### Dataset entries
..............................
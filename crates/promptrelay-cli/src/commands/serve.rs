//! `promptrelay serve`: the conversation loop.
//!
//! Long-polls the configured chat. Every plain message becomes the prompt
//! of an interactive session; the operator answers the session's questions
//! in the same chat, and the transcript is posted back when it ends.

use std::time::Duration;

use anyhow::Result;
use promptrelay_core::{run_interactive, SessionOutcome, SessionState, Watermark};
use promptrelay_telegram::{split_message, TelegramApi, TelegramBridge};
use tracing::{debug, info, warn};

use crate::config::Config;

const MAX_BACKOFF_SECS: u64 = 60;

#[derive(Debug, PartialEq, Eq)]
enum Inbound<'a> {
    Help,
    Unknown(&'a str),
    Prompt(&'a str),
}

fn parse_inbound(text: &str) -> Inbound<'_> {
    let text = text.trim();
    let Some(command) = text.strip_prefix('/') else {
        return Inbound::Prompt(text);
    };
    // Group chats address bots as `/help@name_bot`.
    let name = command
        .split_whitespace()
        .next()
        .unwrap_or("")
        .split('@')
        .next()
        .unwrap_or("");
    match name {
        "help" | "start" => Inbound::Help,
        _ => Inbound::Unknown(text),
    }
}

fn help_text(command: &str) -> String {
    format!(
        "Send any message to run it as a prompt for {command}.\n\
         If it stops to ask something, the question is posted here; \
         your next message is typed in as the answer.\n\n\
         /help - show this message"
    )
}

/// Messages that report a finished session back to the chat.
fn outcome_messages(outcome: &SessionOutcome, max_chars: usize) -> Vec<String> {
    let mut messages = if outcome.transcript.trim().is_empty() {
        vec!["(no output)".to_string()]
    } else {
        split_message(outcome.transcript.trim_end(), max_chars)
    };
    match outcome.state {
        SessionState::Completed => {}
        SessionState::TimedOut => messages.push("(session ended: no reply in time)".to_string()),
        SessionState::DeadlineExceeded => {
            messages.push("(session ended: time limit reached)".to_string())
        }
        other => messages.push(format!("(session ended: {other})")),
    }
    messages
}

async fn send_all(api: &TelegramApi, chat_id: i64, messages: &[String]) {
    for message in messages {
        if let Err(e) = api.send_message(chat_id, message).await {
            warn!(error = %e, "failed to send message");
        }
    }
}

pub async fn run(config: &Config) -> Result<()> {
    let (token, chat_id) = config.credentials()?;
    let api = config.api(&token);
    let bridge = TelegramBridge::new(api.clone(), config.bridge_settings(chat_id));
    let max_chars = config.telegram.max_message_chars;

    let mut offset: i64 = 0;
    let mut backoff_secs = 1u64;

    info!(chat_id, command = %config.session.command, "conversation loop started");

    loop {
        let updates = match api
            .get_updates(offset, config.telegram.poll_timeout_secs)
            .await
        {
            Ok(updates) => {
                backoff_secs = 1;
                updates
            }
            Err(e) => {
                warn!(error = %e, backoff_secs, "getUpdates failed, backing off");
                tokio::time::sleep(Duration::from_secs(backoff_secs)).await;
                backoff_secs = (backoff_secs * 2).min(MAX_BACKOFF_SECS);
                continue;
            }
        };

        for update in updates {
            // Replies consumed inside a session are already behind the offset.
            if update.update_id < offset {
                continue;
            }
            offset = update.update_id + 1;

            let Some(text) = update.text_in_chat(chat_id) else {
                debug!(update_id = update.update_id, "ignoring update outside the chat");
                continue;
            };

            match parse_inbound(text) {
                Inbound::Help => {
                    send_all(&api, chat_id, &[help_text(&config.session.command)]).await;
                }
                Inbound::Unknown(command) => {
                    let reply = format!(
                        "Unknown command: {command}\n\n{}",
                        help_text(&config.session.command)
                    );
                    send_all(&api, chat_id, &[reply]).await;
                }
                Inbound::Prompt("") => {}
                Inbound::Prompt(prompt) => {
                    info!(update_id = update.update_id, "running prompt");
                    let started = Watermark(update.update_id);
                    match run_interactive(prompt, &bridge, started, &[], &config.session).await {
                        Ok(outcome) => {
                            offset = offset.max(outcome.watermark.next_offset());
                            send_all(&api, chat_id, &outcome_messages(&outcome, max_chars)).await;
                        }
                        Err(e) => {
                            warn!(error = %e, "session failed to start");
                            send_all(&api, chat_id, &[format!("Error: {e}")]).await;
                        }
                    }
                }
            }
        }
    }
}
..............................
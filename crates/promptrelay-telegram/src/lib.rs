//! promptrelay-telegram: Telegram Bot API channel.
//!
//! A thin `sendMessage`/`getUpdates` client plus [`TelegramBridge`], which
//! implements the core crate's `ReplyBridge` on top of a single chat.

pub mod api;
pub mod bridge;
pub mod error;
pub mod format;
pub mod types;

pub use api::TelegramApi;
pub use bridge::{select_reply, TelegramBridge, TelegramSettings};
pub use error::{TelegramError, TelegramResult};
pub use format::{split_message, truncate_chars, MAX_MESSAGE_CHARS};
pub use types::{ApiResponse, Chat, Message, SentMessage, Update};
..............................
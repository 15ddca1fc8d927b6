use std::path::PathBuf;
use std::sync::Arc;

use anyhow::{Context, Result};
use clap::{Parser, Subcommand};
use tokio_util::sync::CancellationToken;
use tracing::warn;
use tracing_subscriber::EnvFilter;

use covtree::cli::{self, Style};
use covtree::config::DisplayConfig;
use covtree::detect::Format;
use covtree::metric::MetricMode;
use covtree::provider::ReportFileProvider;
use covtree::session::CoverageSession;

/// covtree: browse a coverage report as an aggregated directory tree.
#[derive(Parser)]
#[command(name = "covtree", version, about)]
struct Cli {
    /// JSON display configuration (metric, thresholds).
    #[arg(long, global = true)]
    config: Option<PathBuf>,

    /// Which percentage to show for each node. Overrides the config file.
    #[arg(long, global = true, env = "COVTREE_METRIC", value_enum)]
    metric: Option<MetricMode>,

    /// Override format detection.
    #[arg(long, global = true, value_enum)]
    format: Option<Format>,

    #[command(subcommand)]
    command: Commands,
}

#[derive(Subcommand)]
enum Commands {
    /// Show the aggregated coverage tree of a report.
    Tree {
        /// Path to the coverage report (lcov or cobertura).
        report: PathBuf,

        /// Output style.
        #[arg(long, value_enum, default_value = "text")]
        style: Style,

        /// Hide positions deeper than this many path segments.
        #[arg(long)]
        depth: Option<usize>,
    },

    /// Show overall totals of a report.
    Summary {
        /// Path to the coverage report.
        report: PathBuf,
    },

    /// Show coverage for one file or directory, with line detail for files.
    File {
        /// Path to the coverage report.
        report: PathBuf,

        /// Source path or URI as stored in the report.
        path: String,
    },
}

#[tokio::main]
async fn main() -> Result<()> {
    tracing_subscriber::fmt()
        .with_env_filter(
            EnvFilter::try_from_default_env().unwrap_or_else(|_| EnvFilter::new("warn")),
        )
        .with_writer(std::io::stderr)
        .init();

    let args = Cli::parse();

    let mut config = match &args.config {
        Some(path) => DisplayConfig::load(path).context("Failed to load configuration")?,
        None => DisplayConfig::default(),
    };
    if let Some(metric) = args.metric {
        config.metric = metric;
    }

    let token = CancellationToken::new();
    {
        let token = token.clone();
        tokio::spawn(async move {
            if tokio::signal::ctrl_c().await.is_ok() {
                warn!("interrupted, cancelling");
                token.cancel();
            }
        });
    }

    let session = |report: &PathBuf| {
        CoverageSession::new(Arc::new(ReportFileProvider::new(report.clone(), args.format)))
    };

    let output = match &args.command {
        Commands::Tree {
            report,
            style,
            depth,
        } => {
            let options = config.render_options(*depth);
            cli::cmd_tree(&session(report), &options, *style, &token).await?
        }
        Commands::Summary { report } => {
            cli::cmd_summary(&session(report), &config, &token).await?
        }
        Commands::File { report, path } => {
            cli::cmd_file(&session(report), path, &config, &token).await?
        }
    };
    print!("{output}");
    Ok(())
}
..............................
### Task to carry out
All that belongs in your answer is the stretch of entries above from the line with "filename crates/promptrelay-cli/src/commands/serve.rs" through the line with "If it stops", printed exactly.

### Your solution
filename crates/promptrelay-cli/src/commands/serve.rs
//! `promptrelay serve`: the conversation loop.
//!
//! Long-polls the configured chat. Every plain message becomes the prompt
//! of an interactive session; the operator answers the session's questions
//! in the same chat, and the transcript is posted back when it ends.

use std::time::Duration;

use anyhow::Result;
use promptrelay_core::{run_interactive, SessionOutcome, SessionState, Watermark};
use promptrelay_telegram::{split_message, TelegramApi, TelegramBridge};
use tracing::{debug, info, warn};

use crate::config::Config;

const MAX_BACKOFF_SECS: u64 = 60;

#[derive(Debug, PartialEq, Eq)]
enum Inbound<'a> {
    Help,
    Unknown(&'a str),
    Prompt(&'a str),
}

fn parse_inbound(text: &str) -> Inbound<'_> {
    let text = text.trim();
    let Some(command) = text.strip_prefix('/') else {
        return Inbound::Prompt(text);
    };
    // Group chats address bots as `/help@name_bot`.
    let name = command
        .split_whitespace()
        .next()
        .unwrap_or("")
        .split('@')
        .next()
        .unwrap_or("");
    match name {
        "help" | "start" => Inbound::Help,
        _ => Inbound::Unknown(text),
    }
}

fn help_text(command: &str) -> String {
    format!(
        "Send any message to run it as a prompt for {command}.\n\
         If it stops to ask something, the question is posted here; \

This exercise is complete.